The current study deals with the purification and characterization of non-enzymatic glycoprotein (NEGp) from flax seed buffer extract. Sephadex G-100 and DEAE-A25 column chromatography techniques were employed to isolate NEGp. NEGp showed single sharp band at 29 kDa region on 10% SDS-PAGE, and under reduced and non-reduced conditions revealed its monomeric nature. Besides, NEGp taken up the PAS stain at 29 kDa region reveals the presence of carbohydrate moiety. Purity of NEGp was adjudged by RP-HPLC, as it revealed a single sharp peak at the retention time of 3.4 min. The exact molecular mass of NEGp was found to be 26 kDa which was confirmed by MALDI-TOF. Circular di-chromism spectra of NEGp showed 12.0% α-helix, 24.3% α-helix turn and 63.7% random coils without beta pleated sheets.
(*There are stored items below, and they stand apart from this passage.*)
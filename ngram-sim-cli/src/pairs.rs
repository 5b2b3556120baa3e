mod common;

use std::fs::File;
use std::io::{BufRead, BufReader};
use std::path::PathBuf;
use std::time::Instant;

use anyhow::Context;
use clap::Parser;
use ngram_sim::{EmptyPolicy, Granularity, NgramSimilarity};

use common::TokenizerKind;

#[derive(Parser, Debug)]
#[clap(
    name = "ngram-pairs",
    about = "A program to find all pairs of similar documents by n-gram similarity."
)]
struct Args {
    /// File path to a document file, one document per line.
    #[clap(short = 'i', long)]
    document_path: PathBuf,

    /// Minimum similarity of reported pairs, in the range of [0,1].
    #[clap(short = 'm', long)]
    min_similarity: f64,

    /// Granularity of n-grams: char (within words) or word.
    #[clap(short = 'g', long, default_value = "char")]
    granularity: Granularity,

    /// Window size of n-grams (must be more than 0).
    #[clap(short = 'n', long, default_value = "3")]
    window_size: usize,

    /// Word boundary policy: whitespace or punct.
    #[clap(short = 't', long, default_value = "whitespace")]
    tokenizer: TokenizerKind,

    /// Fails if two documents both yield no n-grams, instead of scoring them 1.
    #[clap(long)]
    strict: bool,

    /// Disables parallel comparison.
    #[clap(short = 'p', long)]
    disable_parallel: bool,
}

fn main() -> anyhow::Result<()> {
    common::init_logging();
    let args = Args::parse();

    anyhow::ensure!(
        (0. ..=1.).contains(&args.min_similarity),
        "min similarity must be in the range of [0,1], but got {}",
        args.min_similarity
    );

    let empty_policy = if args.strict {
        EmptyPolicy::Strict
    } else {
        EmptyPolicy::Identical
    };
    let comparer = NgramSimilarity::new(args.granularity, args.window_size)?
        .tokenizer(args.tokenizer)
        .empty_policy(empty_policy)
        .shows_progress(true);

    let documents: Vec<String> = BufReader::new(
        File::open(&args.document_path)
            .with_context(|| format!("failed to open {}", args.document_path.display()))?,
    )
    .lines()
    .collect::<Result<_, _>>()?;
    tracing::info!("Loaded {} documents", documents.len());

    let start = Instant::now();
    let results = if args.disable_parallel {
        comparer.similar_pairs(&documents, args.min_similarity)?
    } else {
        comparer.similar_pairs_in_parallel(&documents, args.min_similarity)?
    };
    tracing::info!(
        "Found {} similar pairs in {} sec",
        results.len(),
        start.elapsed().as_secs_f64()
    );

    println!("i,j,sim");
    for (i, j, sim) in results {
        println!("{i},{j},{sim}");
    }

    Ok(())
}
NEGp was found to exhibit anticoagulant activity by extending clotting time of both platelet rich plasma and platelet poor plasma from control 240 s to 1800 s and 280 s to 2100 s respectively at the concentration of 8 μg. NEGp inhibited the agonists such as ADP, epinephrine and arachidonic acid induced platelet aggregation in washed platelets. The percentage of inhibition was found to be 70%, 80% and 60% respectively. While, it did not interfere in thrombin, PAF and collagen induced platelet aggregation. NEGp did not hydrolyse RBC membrane, devoid of haemorrhagic and edema inducing properties in experimental mice.